Falemos de influências; falemos de Gregório de Matos, Augusto dos Anjos e Wenceslau de Queiroz, 1. Gregório de Matos: advém do Boca do inferno, a oratória, a entonação silábica (favor não confundir com rima). 2. Augusto dos Anjos: talvez o mais influente poeta brasileiro, visto seu livro EU, ser um dos mais lidos no Brasil. Dele herdou a consciência do trabalho poético dos conceitos, e suas variante da palavra morte: Obscura Solidão, falando de flores, Transcendência de um poeta suicida, e não se cogita; são bons exemplo do labor. 3. Wenceslau de Queiroz: desse poeta paulista, contemporâneo e preconizador de Augusto dos Anjos, o germe é a profanação, dessacralização. Comparemos o soneto do livro Rezas do Diabo (1939 – Póstumo), de Wenceslau: Arte maldita! Circe feiticeira!/Bebi também teu philtro de estramonio/Para sonhar a minha vida inteira/No meio deste humano pandemônio;/Para não ver, numa feliz cegueira,/Da realidade e o negro horror gorgonio,/Fugindo assim à multidão rasteira/Sobre as azas rebelde do demônio/Interpretando os symbolos eternos/Da natureza, encantos e pavores/Gosto de quem percorre céus e infernos/E vou crystalizando no meu verso/- no meu verso onde estalam tantas dores, -/O sonho astral do coração perverso.

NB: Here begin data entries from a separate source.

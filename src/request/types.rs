//! Request types
//!
//! Operations the builder understands and the transport-ready descriptor
//! it produces.

use crate::types::{Collection, EntityKind, Method, SortOrder, StringMap};

/// One marketplace request, before locale and endpoint are applied
#[derive(Debug, Clone, PartialEq, Eq)]
pub enum Operation {
    /// App detail page (HTML)
    AppDetails { app_id: String },
    /// First search page (HTML form)
    SearchPage { query: String },
    /// Subsequent search pages (batch-execute `qnKhOb`)
    SearchContinuation { token: String, needed: usize },
    /// One batch of reviews (batch-execute `oCPfdb`)
    Reviews {
        app_id: String,
        sort: SortOrder,
        count: usize,
        token: Option<String>,
    },
    /// Developer portfolio page (HTML)
    DeveloperPage { dev_id: String },
    /// Cluster page linked from an app page (HTML)
    ClusterPage { path: String },
    /// Top chart (batch-execute `vyAe2`)
    TopChart {
        collection: Collection,
        category: String,
        count: usize,
    },
    /// Autocomplete (batch-execute `IJ4APc`)
    Suggest { term: String },
}

impl Operation {
    /// Entity kind this operation retrieves
    pub fn kind(&self) -> EntityKind {
        match self {
            Operation::AppDetails { .. } => EntityKind::App,
            Operation::SearchPage { .. } | Operation::SearchContinuation { .. } => {
                EntityKind::SearchResult
            }
            Operation::Reviews { .. } => EntityKind::Review,
            Operation::DeveloperPage { .. } => EntityKind::DeveloperApp,
            Operation::ClusterPage { .. } => EntityKind::SimilarApp,
            Operation::TopChart { .. } => EntityKind::ListItem,
            Operation::Suggest { .. } => EntityKind::Suggestion,
        }
    }

    /// Identifier reported in not-found errors
    pub fn identifier(&self) -> String {
        match self {
            Operation::AppDetails { app_id } | Operation::Reviews { app_id, .. } => app_id.clone(),
            Operation::SearchPage { query } => query.clone(),
            Operation::SearchContinuation { token, .. } => token.clone(),
            Operation::DeveloperPage { dev_id } => dev_id.clone(),
            Operation::ClusterPage { path } => path.clone(),
            Operation::TopChart {
                collection,
                category,
                ..
            } => format!("{}/{category}", collection.cluster()),
            Operation::Suggest { term } => term.clone(),
        }
    }

    /// Whether a failed request is retried once without the country
    pub fn supports_locale_fallback(&self) -> bool {
        matches!(
            self,
            Operation::AppDetails { .. }
                | Operation::SearchPage { .. }
                | Operation::DeveloperPage { .. }
        )
    }
}

/// Complete request handed to the transport
#[derive(Debug, Clone, PartialEq, Eq)]
pub struct RequestDescriptor {
    pub method: Method,
    pub url: String,
    pub headers: StringMap,
    pub body: Option<String>,
}

impl RequestDescriptor {
    /// GET request without body
    pub fn get(url: impl Into<String>) -> Self {
        Self {
            method: Method::GET,
            url: url.into(),
            headers: StringMap::new(),
            body: None,
        }
    }

    /// POST request with a body
    pub fn post(url: impl Into<String>, body: impl Into<String>) -> Self {
        Self {
            method: Method::POST,
            url: url.into(),
            headers: StringMap::new(),
            body: Some(body.into()),
        }
    }

    /// Add a header
    #[must_use]
    pub fn header(mut self, key: impl Into<String>, value: impl Into<String>) -> Self {
        self.headers.insert(key.into(), value.into());
        self
    }
}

Com Obscura Solidão, do nosso novo poeta: eis a exuberância do teu/eu universo/ocultando-se na servidão/do eu inatingível/procuro-te no obscuro mas vejo-te/límpida e /singela/no entanto – na solidão das trevas –/restam-te apenas demônios,/ódios, delírios e uma surda melancolia/pois o desdém das sombras e a volúpia/ao obscuro é o que te inspira/agora contemplo teu ambiente/hostil e fúnebre/o escárnio à vida, por noites onde não há flores,/e a cercam de sombras, sombras, sombras....

A preocupação mor do poeta é com o tempo. Um tempo sem conjugações, onde, o que impera é a permanência humana, do amálgama ao elemento superior. Daí O Relojoeiro ser o título (e é no título que ficou humanamente decretado a síntese desse superior que vos falo) preciso para o primeiro livro do nosso novo poeta.

Temos por definição de relojoeiro aquele que fabrica ou concerta relógios. Os relógios aqui são os poemas. Fabricá-los ou concertá-los exige do poeta um entrega sublime. O poeta é o relojoeiro que com extrema paciência e delicadeza lapida as sutis engrenagens do poema.

O poema que dá título ao livro, subdivide-se em cinco. Cada um deles repensa o tempo, tic-tac do relógio dentro de uma óptica personal. Cinco personagens descrevem os efeitos do tempo, que no caso é o trabalho de um Deus desconhecido, em seus corpos e espíritos. Os relatos estão a mercê desse Deus desconhecido, cujo poeta chama de O Relojoeiro. Obra prima!

Chamei o autor desse corajoso livro (corajoso por não coadunar com nenhum modismo importado) de nosso jovem poeta, nosso novo vate. Chegou. Chegou o momento de dizer-lhe o nome com todas as letras por tratar-se de um poeta maior, na vereda (longe da estrada dos tijolos amarelos) de um estilo próprio, contudo, um poeta maior: José Leite Netto.

Leiam O Relojoeiro sem se preocuparem com o tempo passado presente ou futuro. Esse livro atemporal as horas inexistem. Restam apenas os ponteiros a marcarem no solo as sombras dos momentos. Agora, José Netto é um poeta eterno. Nem precisam gravar o nome.